On a warm day in late May, sunbeams peek through a thick canopy of aspen, oak, and black cherry near Rochester, Minnesota. Here and there, these natural spotlights fall on Carrol Henderson, clad in khaki cargo pants, plaid button-up, and baseball cap, a camera slung around his neck as usual. Through thin-rimmed glasses and binoculars, his blue eyes scan the high branches for the delicate nests of Great Blue Herons.
After a decades-long career in conservation, today Henderson is a “Rookie” again. That’s what a group of Rochester homeowners and concerned citizens have dubbed themselves in honor of the unique heron rookery they’re working to save from development. The species typically nests in wet areas like riverbanks and lakeshores, but this roughly 40-nest clan has made a home in the relatively dry woods along diminutive Cascade Creek. “It’s a colony that has achieved a sense of adaptation to the upland forest that no other colony in Minnesota has,” Henderson says.
Walking quietly through the woods, Henderson and Leal Segura, a leader of the effort, note that many of the trees housing nests have been marked with orange blazes.
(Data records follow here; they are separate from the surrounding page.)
//! Vertical shooter: a ship at the bottom fires upward at enemies falling
//! from the top. The run ends when an enemy reaches the ship.

use glam::Vec2;
use rand::Rng;
use rand_pcg::Pcg32;
use serde::{Deserialize, Serialize};

use super::aabb::Aabb;
use super::state::{GameEvent, GamePhase, seeded_rng};
use crate::settings::ShooterTuning;

/// Held-key snapshot for one tick
#[derive(Debug, Clone, Copy, Default, PartialEq, Eq)]
pub struct ShooterInput {
    pub move_left: bool,
    pub move_right: bool,
    /// Tick number used for the spawn timer; the state's own frame counter
    /// is used when `None`
    pub spawn_tick: Option<u64>,
}

/// The player's ship
#[derive(Debug, Clone, Serialize, Deserialize)]
pub struct Player {
    /// Top-left corner
    pub pos: Vec2,
    pub size: Vec2,
}

impl Player {
    pub fn aabb(&self) -> Aabb {
        Aabb {
            pos: self.pos,
            size: self.size,
        }
    }
}

/// A bullet travelling up
#[derive(Debug, Clone, Serialize, Deserialize)]
pub struct Bullet {
    pub id: u32,
    pub pos: Vec2,
    pub size: Vec2,
}

impl Bullet {
    pub fn aabb(&self) -> Aabb {
        Aabb {
            pos: self.pos,
            size: self.size,
        }
    }
}

/// An enemy falling down
#[derive(Debug, Clone, Serialize, Deserialize)]
pub struct Enemy {
    pub id: u32,
    pub pos: Vec2,
    pub size: Vec2,
}

impl Enemy {
    pub fn aabb(&self) -> Aabb {
        Aabb {
            pos: self.pos,
            size: self.size,
        }
    }
}

/// Complete shooter state (deterministic, serializable)
#[derive(Debug, Clone, Serialize, Deserialize)]
pub struct ShooterState {
    pub tuning: ShooterTuning,
    /// Seed the session was reset with
    pub seed: u64,
    pub player: Player,
    /// Oldest first
    pub bullets: Vec<Bullet>,
    /// Oldest first
    pub enemies: Vec<Enemy>,
    /// Enemies destroyed this session
    pub score: u32,
    pub phase: GamePhase,
    /// Ticks processed so far
    pub frame: u64,
    /// Spawn position RNG
    rng: Pcg32,
    /// Next entity ID
    next_id: u32,
    /// Events from the last tick, led by the fire actions taken before it
    #[serde(skip)]
    pub events: Vec<GameEvent>,
    /// Fire events waiting for the next tick
    #[serde(skip)]
    queued: Vec<GameEvent>,
}

impl ShooterState {
    /// Fresh session: ship centered, no bullets or enemies, score 0
    pub fn new(tuning: ShooterTuning, seed: u64) -> Self {
        let tuning = tuning.sanitized();
        log::info!("Shooter reset with seed {seed}");
        Self {
            player: Player {
                pos: Vec2::new(
                    tuning.width / 2.0 - tuning.player_width / 2.0,
                    tuning.player_y(),
                ),
                size: Vec2::new(tuning.player_width, tuning.player_height),
            },
            tuning,
            seed,
            bullets: Vec::new(),
            enemies: Vec::new(),
            score: 0,
            phase: GamePhase::Running,
            frame: 0,
            rng: seeded_rng(seed),
            next_id: 1,
            events: Vec::new(),
            queued: Vec::new(),
        }
    }

    /// Allocate a new entity ID
    pub fn next_entity_id(&mut self) -> u32 {
        let id = self.next_id;
        self.next_id += 1;
        id
    }

    /// Current enemy fall speed (pixels per tick)
    pub fn enemy_speed(&self) -> f32 {
        self.tuning.enemy_speed(self.score)
    }

    /// Spawn an enemy just above the playfield at the given x
    pub fn spawn_enemy_at(&mut self, x: f32) -> u32 {
        let id = self.next_entity_id();
        self.enemies.push(Enemy {
            id,
            pos: Vec2::new(x, -self.tuning.enemy_height),
            size: Vec2::new(self.tuning.enemy_width, self.tuning.enemy_height),
        });
        self.events.push(GameEvent::EnemySpawned { id });
        id
    }

    /// Spawn an enemy at a random x in `[0, width - enemy_width)`
    pub fn spawn_enemy(&mut self) -> u32 {
        let max_x = self.tuning.width - self.tuning.enemy_width;
        let x = self.rng.random::<f32>() * max_x;
        log::debug!("Spawning enemy at x={x:.1}");
        self.spawn_enemy_at(x)
    }
}

/// Advance the shooter by one tick
pub fn step(state: &mut ShooterState, input: &ShooterInput) {
    if state.phase.is_terminal() {
        return;
    }
    state.events.clear();
    state.events.append(&mut state.queued);
    let t = state.tuning;

    // Ship
    if input.move_left {
        state.player.pos.x -= t.player_speed;
    }
    if input.move_right {
        state.player.pos.x += t.player_speed;
    }
    state.player.pos.x = state.player.pos.x.min(t.width - t.player_width).max(0.0);

    // Bullets
    for bullet in &mut state.bullets {
        bullet.pos.y -= t.bullet_speed;
    }
    state.bullets.retain(|b| b.aabb().bottom() > 0.0);

    // Enemies
    let enemy_speed = state.enemy_speed();
    for enemy in &mut state.enemies {
        enemy.pos.y += enemy_speed;
    }

    // Checked before off-screen enemies are culled
    let ship = state.player.aabb();
    let reached_ship = state.enemies.iter().any(|e| {
        let b = e.aabb();
        b.bottom() >= ship.top() && b.overlaps_x(&ship)
    });
    if reached_ship {
        log::debug!("Shooter game over at frame {} with score {}", state.frame, state.score);
        state.phase = GamePhase::GameOver;
        state.events.push(GameEvent::GameOver { score: state.score });
        return;
    }
    state.enemies.retain(|e| e.pos.y < t.height);

    // Newest bullet first; each bullet takes out the newest enemy it overlaps
    for i in (0..state.bullets.len()).rev() {
        let bullet_box = state.bullets[i].aabb();
        let Some(j) = state
            .enemies
            .iter()
            .rposition(|e| e.aabb().overlaps(&bullet_box))
        else {
            continue;
        };
        let bullet = state.bullets.remove(i);
        let enemy = state.enemies.remove(j);
        state.score += 1;
        state.events.push(GameEvent::EnemyDestroyed {
            enemy_id: enemy.id,
            bullet_id: bullet.id,
        });
    }

    let spawn_tick = input.spawn_tick.unwrap_or(state.frame);
    if spawn_tick % t.spawn_interval == 0 {
        state.spawn_enemy();
    }
    state.frame += 1;
}

/// Fire a bullet from the ship's nose.
///
/// Rejected after the run ended and while the newest bullet is still within
/// `fire_clearance` of the ship. Returns whether a bullet was added. The
/// `BulletFired` event is reported with the next tick's events.
pub fn fire(state: &mut ShooterState) -> bool {
    if state.phase.is_terminal() {
        return false;
    }
    let t = state.tuning;
    let min_y = state.player.pos.y - t.fire_clearance;
    if state.bullets.last().is_some_and(|b| b.pos.y > min_y) {
        return false;
    }

    let id = state.next_entity_id();
    state.bullets.push(Bullet {
        id,
        pos: Vec2::new(
            state.player.pos.x + t.player_width / 2.0 - t.bullet_width / 2.0,
            state.player.pos.y - t.bullet_height,
        ),
        size: Vec2::new(t.bullet_width, t.bullet_height),
    });
    state.queued.push(GameEvent::BulletFired { id });
    true
}
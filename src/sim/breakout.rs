//! Breakout: a paddle at the bottom keeps a ball in play while it clears a
//! fixed brick grid. The ball speeds up as the grid empties.

use glam::Vec2;
use serde::{Deserialize, Serialize};

use super::aabb::Aabb;
use super::collision::{
    HitAxis, ball_on_paddle, ball_wall_collision, classify_brick_hit, paddle_bounce,
};
use super::state::{GameEvent, GamePhase};
use crate::settings::BreakoutTuning;

/// Held-key snapshot for one tick
#[derive(Debug, Clone, Copy, Default, PartialEq, Eq)]
pub struct BreakoutInput {
    pub move_left: bool,
    pub move_right: bool,
}

/// The player's paddle (y never changes)
#[derive(Debug, Clone, Serialize, Deserialize)]
pub struct Paddle {
    /// Top-left corner
    pub pos: Vec2,
    pub size: Vec2,
}

impl Paddle {
    pub fn aabb(&self) -> Aabb {
        Aabb {
            pos: self.pos,
            size: self.size,
        }
    }
}

/// The ball
#[derive(Debug, Clone, Serialize, Deserialize)]
pub struct Ball {
    /// Center
    pub pos: Vec2,
    /// Base velocity per tick, before the speed multiplier
    pub vel: Vec2,
    pub radius: f32,
}

impl Ball {
    pub fn aabb(&self) -> Aabb {
        Aabb::around_circle(self.pos, self.radius)
    }
}

/// A grid brick. Destroyed bricks stay in the grid, flagged.
#[derive(Debug, Clone, Serialize, Deserialize)]
pub struct Brick {
    pub row: u32,
    pub col: u32,
    pub rect: Aabb,
    pub destroyed: bool,
}

/// Complete breakout state (deterministic, serializable)
#[derive(Debug, Clone, Serialize, Deserialize)]
pub struct BreakoutState {
    pub tuning: BreakoutTuning,
    pub paddle: Paddle,
    pub ball: Ball,
    /// Row-major, top row first
    pub bricks: Vec<Brick>,
    /// Bricks destroyed this session
    pub score: u32,
    pub phase: GamePhase,
    /// Ticks processed so far
    pub frame: u64,
    /// Events from the last tick
    #[serde(skip)]
    pub events: Vec<GameEvent>,
}

impl BreakoutState {
    /// Fresh session: full grid, paddle centered, ball at the playfield
    /// center heading up and right
    pub fn new(tuning: BreakoutTuning) -> Self {
        let tuning = tuning.sanitized();
        log::info!(
            "Breakout reset with {}x{} bricks",
            tuning.brick_rows,
            tuning.brick_cols
        );
        Self {
            paddle: Paddle {
                pos: Vec2::new(
                    tuning.width / 2.0 - tuning.paddle_width / 2.0,
                    tuning.paddle_y(),
                ),
                size: Vec2::new(tuning.paddle_width, tuning.paddle_height),
            },
            ball: Ball {
                pos: Vec2::new(tuning.width / 2.0, tuning.height / 2.0),
                vel: Vec2::new(tuning.ball_base_speed, -tuning.ball_base_speed),
                radius: tuning.ball_radius,
            },
            bricks: build_grid(&tuning),
            tuning,
            score: 0,
            phase: GamePhase::Running,
            frame: 0,
            events: Vec::new(),
        }
    }

    /// Bricks still standing
    pub fn bricks_left(&self) -> u32 {
        self.tuning.total_bricks().saturating_sub(self.score)
    }

    /// Current ball displacement multiplier
    pub fn speed_multiplier(&self) -> f32 {
        self.tuning.speed_multiplier(self.score)
    }

    /// Grid brick at (row, col)
    pub fn brick(&self, row: u32, col: u32) -> Option<&Brick> {
        if row >= self.tuning.brick_rows || col >= self.tuning.brick_cols {
            return None;
        }
        self.bricks.get((row * self.tuning.brick_cols + col) as usize)
    }
}

/// Lay out the brick grid, centered horizontally
fn build_grid(tuning: &BreakoutTuning) -> Vec<Brick> {
    let left = tuning.brick_left_offset();
    let pitch_x = tuning.brick_width + tuning.brick_padding;
    let pitch_y = tuning.brick_height + tuning.brick_padding;

    let mut bricks = Vec::with_capacity(tuning.total_bricks() as usize);
    for row in 0..tuning.brick_rows {
        for col in 0..tuning.brick_cols {
            bricks.push(Brick {
                row,
                col,
                rect: Aabb::new(
                    left + col as f32 * pitch_x,
                    tuning.brick_top_offset + row as f32 * pitch_y,
                    tuning.brick_width,
                    tuning.brick_height,
                ),
                destroyed: false,
            });
        }
    }
    bricks
}

/// Advance breakout by one tick
pub fn step(state: &mut BreakoutState, input: &BreakoutInput) {
    if state.phase.is_terminal() {
        return;
    }
    state.events.clear();
    let t = state.tuning;

    // Paddle
    if input.move_left {
        state.paddle.pos.x -= t.paddle_speed;
    }
    if input.move_right {
        state.paddle.pos.x += t.paddle_speed;
    }
    state.paddle.pos.x = state.paddle.pos.x.min(t.width - t.paddle_width).max(0.0);

    // Ball motion, scaled by how much of the grid is gone
    let displacement = state.ball.vel * state.speed_multiplier();
    state.ball.pos += displacement;

    let walls = ball_wall_collision(state.ball.pos, state.ball.radius, state.ball.vel, t.width);
    if walls.flip_x {
        state.ball.vel.x = -state.ball.vel.x;
    }
    if walls.flip_y {
        state.ball.vel.y = -state.ball.vel.y;
    }

    let paddle = state.paddle.aabb();
    if ball_on_paddle(state.ball.pos, state.ball.radius, state.ball.vel, &paddle) {
        state.ball.vel = paddle_bounce(state.ball.pos.x, &paddle, t.ball_base_speed);
        state.events.push(GameEvent::PaddleHit);
    }

    // Every overlapping brick is resolved on its own, so two bricks hit on the
    // same axis cancel each other's flip
    let ball_box = state.ball.aabb();
    let previous = ball_box.translated(-displacement);
    for brick in state.bricks.iter_mut().filter(|b| !b.destroyed) {
        if !ball_box.overlaps(&brick.rect) {
            continue;
        }
        brick.destroyed = true;
        state.score += 1;
        state.events.push(GameEvent::BrickDestroyed {
            row: brick.row,
            col: brick.col,
        });
        match classify_brick_hit(&previous, &brick.rect) {
            HitAxis::Vertical => state.ball.vel.y = -state.ball.vel.y,
            HitAxis::Horizontal => state.ball.vel.x = -state.ball.vel.x,
        }
    }

    state.frame += 1;

    if state.ball.aabb().top() > t.height {
        log::debug!("Breakout game over at frame {} with score {}", state.frame, state.score);
        state.phase = GamePhase::GameOver;
        state.events.push(GameEvent::GameOver { score: state.score });
    } else if state.score >= t.total_bricks() {
        log::debug!("Breakout cleared at frame {}", state.frame);
        state.phase = GamePhase::Cleared;
        state.events.push(GameEvent::Cleared { score: state.score });
    }
}
//! Read-only projection of game state for a renderer
//!
//! A `Frame` lists shapes in draw order (back to front) together with the
//! score and phase. Destroyed bricks are left out.

use serde::{Deserialize, Serialize};

use super::breakout::BreakoutState;
use super::shooter::ShooterState;
use super::state::GamePhase;

/// What a shape depicts, for picking colors and sprites
#[derive(Debug, Clone, Copy, PartialEq, Eq, Serialize, Deserialize)]
#[serde(rename_all = "snake_case", tag = "kind")]
pub enum ShapeKind {
    Player,
    Bullet { id: u32 },
    Enemy { id: u32 },
    Paddle,
    Ball,
    Brick { row: u32, col: u32 },
}

/// Where a shape is, in playfield pixels
#[derive(Debug, Clone, Copy, PartialEq, Serialize, Deserialize)]
#[serde(rename_all = "snake_case", tag = "type")]
pub enum Geometry {
    /// Top-left corner and size
    Rect { x: f32, y: f32, width: f32, height: f32 },
    /// Center and radius
    Circle { x: f32, y: f32, radius: f32 },
}

#[derive(Debug, Clone, Copy, PartialEq, Serialize, Deserialize)]
pub struct Shape {
    pub kind: ShapeKind,
    pub geometry: Geometry,
}

/// Everything a renderer needs for one frame
#[derive(Debug, Clone, PartialEq, Serialize, Deserialize)]
pub struct Frame {
    /// Playfield size
    pub width: f32,
    pub height: f32,
    pub shapes: Vec<Shape>,
    pub score: u32,
    pub phase: GamePhase,
}

impl Frame {
    /// Scoreboard text
    pub fn status_line(&self) -> String {
        match self.phase {
            GamePhase::Running => format!("Score: {}", self.score),
            GamePhase::GameOver => format!("Game over! Final score: {}", self.score),
            GamePhase::Cleared => format!("Cleared! Final score: {}", self.score),
        }
    }
}

fn rect(kind: ShapeKind, pos: glam::Vec2, size: glam::Vec2) -> Shape {
    Shape {
        kind,
        geometry: Geometry::Rect {
            x: pos.x,
            y: pos.y,
            width: size.x,
            height: size.y,
        },
    }
}

/// Ship, then bullets, then enemies (each oldest first)
pub fn shooter_frame(state: &ShooterState) -> Frame {
    let mut shapes = Vec::with_capacity(1 + state.bullets.len() + state.enemies.len());
    shapes.push(rect(ShapeKind::Player, state.player.pos, state.player.size));
    shapes.extend(
        state
            .bullets
            .iter()
            .map(|b| rect(ShapeKind::Bullet { id: b.id }, b.pos, b.size)),
    );
    shapes.extend(
        state
            .enemies
            .iter()
            .map(|e| rect(ShapeKind::Enemy { id: e.id }, e.pos, e.size)),
    );

    Frame {
        width: state.tuning.width,
        height: state.tuning.height,
        shapes,
        score: state.score,
        phase: state.phase,
    }
}

/// Standing bricks (row-major), then paddle, then ball
pub fn breakout_frame(state: &BreakoutState) -> Frame {
    let mut shapes: Vec<Shape> = state
        .bricks
        .iter()
        .filter(|b| !b.destroyed)
        .map(|b| {
            rect(
                ShapeKind::Brick {
                    row: b.row,
                    col: b.col,
                },
                b.rect.pos,
                b.rect.size,
            )
        })
        .collect();
    shapes.push(rect(ShapeKind::Paddle, state.paddle.pos, state.paddle.size));
    shapes.push(Shape {
        kind: ShapeKind::Ball,
        geometry: Geometry::Circle {
            x: state.ball.pos.x,
            y: state.ball.pos.y,
            radius: state.ball.radius,
        },
    });

    Frame {
        width: state.tuning.width,
        height: state.tuning.height,
        shapes,
        score: state.score,
        phase: state.phase,
    }
}
//! Canvas Arcade headless runner
//!
//! Plays either game with the demo autopilot, restarting after each round,
//! and prints the final scoreboard (optionally the whole frame as JSON).

use std::path::PathBuf;
use std::process::ExitCode;

use canvas_arcade::Settings;
use canvas_arcade::host::{self, Session, Simulation};
use canvas_arcade::sim::{BreakoutState, ShooterState, shooter};

const USAGE: &str = "usage: canvas-arcade <shooter|breakout> [--ticks N] [--rounds N] [--seed N] [--config PATH] [--json]";

/// Tick budget per round (one minute at 60 fps)
const DEFAULT_TICKS: u64 = 3600;

#[derive(Debug, Clone, Copy, PartialEq, Eq)]
enum Game {
    Shooter,
    Breakout,
}

#[derive(Debug, Clone, PartialEq)]
struct Options {
    game: Game,
    ticks: u64,
    rounds: u32,
    seed: Option<u64>,
    config: Option<PathBuf>,
    json: bool,
}

fn parse_number<T: std::str::FromStr>(flag: &str, value: Option<String>) -> Result<T, String> {
    let value = value.ok_or_else(|| format!("{flag} needs a value"))?;
    value
        .parse()
        .map_err(|_| format!("{flag}: not a number: {value}"))
}

fn parse_args(mut args: impl Iterator<Item = String>) -> Result<Options, String> {
    let game = match args.next().as_deref() {
        Some("shooter") => Game::Shooter,
        Some("breakout") => Game::Breakout,
        Some(other) => return Err(format!("unknown game: {other}")),
        None => return Err("missing game name".to_string()),
    };

    let mut options = Options {
        game,
        ticks: DEFAULT_TICKS,
        rounds: 1,
        seed: None,
        config: None,
        json: false,
    };

    while let Some(arg) = args.next() {
        match arg.as_str() {
            "--ticks" => options.ticks = parse_number("--ticks", args.next())?,
            "--rounds" => options.rounds = parse_number("--rounds", args.next())?,
            "--seed" => options.seed = Some(parse_number("--seed", args.next())?),
            "--config" => {
                let path = args.next().ok_or("--config needs a path")?;
                options.config = Some(PathBuf::from(path));
            }
            "--json" => options.json = true,
            other => return Err(format!("unknown argument: {other}")),
        }
    }

    Ok(options)
}

/// Seed from the wall clock when none was configured
fn clock_seed() -> u64 {
    std::time::SystemTime::now()
        .duration_since(std::time::UNIX_EPOCH)
        .map(|d| u64::try_from(d.as_millis()).unwrap_or(0))
        .unwrap_or(0)
}

fn play<S, F>(session: &mut Session<S>, options: &Options, mut drive: F)
where
    S: Simulation,
    F: FnMut(&mut S) -> S::Input,
{
    for round in 1..=options.rounds {
        let ran = session.advance_with(options.ticks, &mut drive);
        let frame = session.sim().frame();
        println!(
            "round {round}: {} ({ran} ticks, seed {})",
            frame.status_line(),
            session.seed()
        );

        if options.json {
            match serde_json::to_string_pretty(&frame) {
                Ok(json) => println!("{json}"),
                Err(e) => log::error!("Cannot encode frame: {e}"),
            }
        }

        if round < options.rounds {
            session.restart();
        }
    }
}

#[cfg(not(target_arch = "wasm32"))]
fn main() -> ExitCode {
    env_logger::init();

    let options = match parse_args(std::env::args().skip(1)) {
        Ok(options) => options,
        Err(e) => {
            eprintln!("{e}\n{USAGE}");
            return ExitCode::from(2);
        }
    };

    let settings = options
        .config
        .as_deref()
        .map(Settings::load)
        .unwrap_or_default();
    let seed = options.seed.or(settings.seed).unwrap_or_else(clock_seed);
    log::info!("Canvas Arcade starting {:?} with seed {}", options.game, seed);

    match options.game {
        Game::Shooter => {
            let mut session = Session::new(ShooterState::new(settings.shooter, seed), seed);
            play(&mut session, &options, |state| {
                for event in state.events() {
                    log::debug!("{event:?}");
                }
                let (input, fire) = host::shooter_autopilot(state);
                if fire {
                    shooter::fire(state);
                }
                input
            });
        }
        Game::Breakout => {
            let mut session = Session::new(BreakoutState::new(settings.breakout), seed);
            play(&mut session, &options, |state| {
                for event in state.events() {
                    log::debug!("{event:?}");
                }
                host::breakout_autopilot(state)
            });
        }
    }

    ExitCode::SUCCESS
}

#[cfg(target_arch = "wasm32")]
fn main() {
    // The browser host embeds the library directly
}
This is where developers plan to build a winding road through the colony, which has been here for more than three decades. The road will lead toward 10 single-family homes planned for a 30-acre portion of the forest. While the project itself still needs permits, there’s little stopping the landowner from cutting down the trees. The federal Migratory Bird Treaty Act protects the birds during their nesting season, but after that they’re out of luck. Activists worry that as soon as the last of this year’s young fledge—which should happen by the end of August at the latest—chainsaws will wipe out the rookery.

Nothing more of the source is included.